The bank we were following offered a prospect even more gloomy--
a dense, dark mass, amid which, sometimes, mysterious half-tones
told of a dock gate, or sudden high lights leapt flaring
to the eye.
Then, out of the mystery ahead, a green light grew and crept down upon us.
A giant shape loomed up, and frowned crushingly upon the little craft.
A blaze of light, the jangle of a bell, and it was past. We were dancing
in the wash of one of the Scotch steamers, and the murk had fallen again.
Discords of remote activity rose above the more intimate
throbbing of our screw, and we seemed a pigmy company
floating past the workshops of Brobdingnagian toilers.
The chill of the near water communicated itself to me, and I
felt the protection of my shabby garments inadequate against it.
Far over on the Surrey shore a blue light--vaporous, mysterious--
flicked translucent tongues against the night's curtain.
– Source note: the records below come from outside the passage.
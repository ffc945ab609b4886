//! Components and their variables.

/// Interface visibility of a variable.
///
/// Only public variables may participate in cross-component equivalences.
#[derive(Debug, Clone, Copy, Default, PartialEq, Eq)]
pub enum Interface {
    /// Visible to other components.
    Public,
    /// Internal to the owning component.
    #[default]
    Private,
}

impl Interface {
    /// Whether the variable may be connected across components.
    pub fn is_public(self) -> bool {
        matches!(self, Self::Public)
    }
}

/// A variable owned by exactly one component.
#[derive(Debug, Clone, PartialEq)]
pub struct Variable {
    /// Name, unique within the owning component.
    pub name: String,
    /// Name of the units this variable is expressed in.
    pub units: String,
    /// Interface visibility.
    pub interface: Interface,
    /// Fixed initial value; a set value marks the variable a constant.
    pub initial_value: Option<String>,
}

impl Variable {
    /// Create a private variable with no initial value.
    pub fn new(name: impl Into<String>, units: impl Into<String>) -> Self {
        Self {
            name: name.into(),
            units: units.into(),
            interface: Interface::Private,
            initial_value: None,
        }
    }

    /// Create a public variable with no initial value.
    pub fn public(name: impl Into<String>, units: impl Into<String>) -> Self {
        Self {
            interface: Interface::Public,
            ..Self::new(name, units)
        }
    }
}

/// A named bundle of variables and equations; the unit of instantiation.
#[derive(Debug, Clone, Default, PartialEq)]
pub struct Component {
    name: String,
    variables: Vec<Variable>,
    math: Vec<String>,
}

impl Component {
    /// Create an empty component.
    pub fn new(name: impl Into<String>) -> Self {
        Self {
            name: name.into(),
            ..Self::default()
        }
    }

    /// The component name.
    pub fn name(&self) -> &str {
        &self.name
    }

    /// Rename the component.
    pub fn set_name(&mut self, name: impl Into<String>) {
        self.name = name.into();
    }

    /// All variables, in insertion order.
    pub fn variables(&self) -> &[Variable] {
        &self.variables
    }

    /// Look up a variable by name.
    pub fn variable(&self, name: &str) -> Option<&Variable> {
        self.variables.iter().find(|v| v.name == name)
    }

    /// Look up a variable by name, mutably.
    pub fn variable_mut(&mut self, name: &str) -> Option<&mut Variable> {
        self.variables.iter_mut().find(|v| v.name == name)
    }

    /// Whether a variable with this name exists.
    pub fn has_variable(&self, name: &str) -> bool {
        self.variable(name).is_some()
    }

    /// Add a variable; duplicate names are caught by validation.
    pub fn add_variable(&mut self, variable: Variable) {
        self.variables.push(variable);
    }

    /// Equation lines, in insertion order.
    pub fn math(&self) -> &[String] {
        &self.math
    }

    /// Append an equation line.
    pub fn append_math(&mut self, equation: impl Into<String>) {
        self.math.push(equation.into());
    }

    /// An independent renamed copy of this component.
    pub fn clone_as(&self, name: impl Into<String>) -> Self {
        let mut clone = self.clone();
        clone.name = name.into();
        clone
    }

    /// First variable name starting from `base` that is not yet taken,
    /// trying `base`, `base_1`, `base_2`, ...
    pub fn next_available_name(&self, base: &str) -> String {
        if !self.has_variable(base) {
            return base.to_string();
        }
        let mut index = 1;
        loop {
            let candidate = format!("{base}_{index}");
            if !self.has_variable(&candidate) {
                return candidate;
            }
            index += 1;
        }
    }
}

#[cfg(test)]
mod tests {
    use super::*;

    #[test]
    fn test_clone_as_is_independent() {
        let mut original = Component::new("artery");
        original.add_variable(Variable::public("pressure", "pascal"));
        original.append_math("pressure = 2{pascal}");

        let mut clone = original.clone_as("aorta");
        clone.add_variable(Variable::new("extra", "second"));

        assert_eq!(clone.name(), "aorta");
        assert_eq!(original.name(), "artery");
        assert_eq!(original.variables().len(), 1);
        assert_eq!(clone.variables().len(), 2);
        assert_eq!(clone.math(), original.math());
    }

    #[test]
    fn test_next_available_name() {
        let mut comp = Component::new("sums");
        assert_eq!(comp.next_available_name("op_flow"), "op_flow");
        comp.add_variable(Variable::new("op_flow", "litre"));
        assert_eq!(comp.next_available_name("op_flow"), "op_flow_1");
        comp.add_variable(Variable::new("op_flow_1", "litre"));
        assert_eq!(comp.next_available_name("op_flow"), "op_flow_2");
    }
}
It was a weird, elusive flame, leaping, wavering, magically changing
from blue to a yellowed violet, rising, falling.
"Only a gasworks," came Smith's voice, and I knew that he, too, had been
watching those elfin fires. "But it always reminds me of a Mexican
teocalli, and the altar of sacrifice."
The simile was apt, but gruesome. I thought of Dr. Fu-Manchu
and the severed fingers, and could not repress a shudder.
"On your left, past the wooden pier! Not where the lamp is--
beyond that; next to the dark, square building--Shen-Yan's."
It was Inspector Ryman speaking.
"Drop us somewhere handy, then," replied Smith, "and lie close in,
with your ears wide open. We may have to run for it, so don't
go far away."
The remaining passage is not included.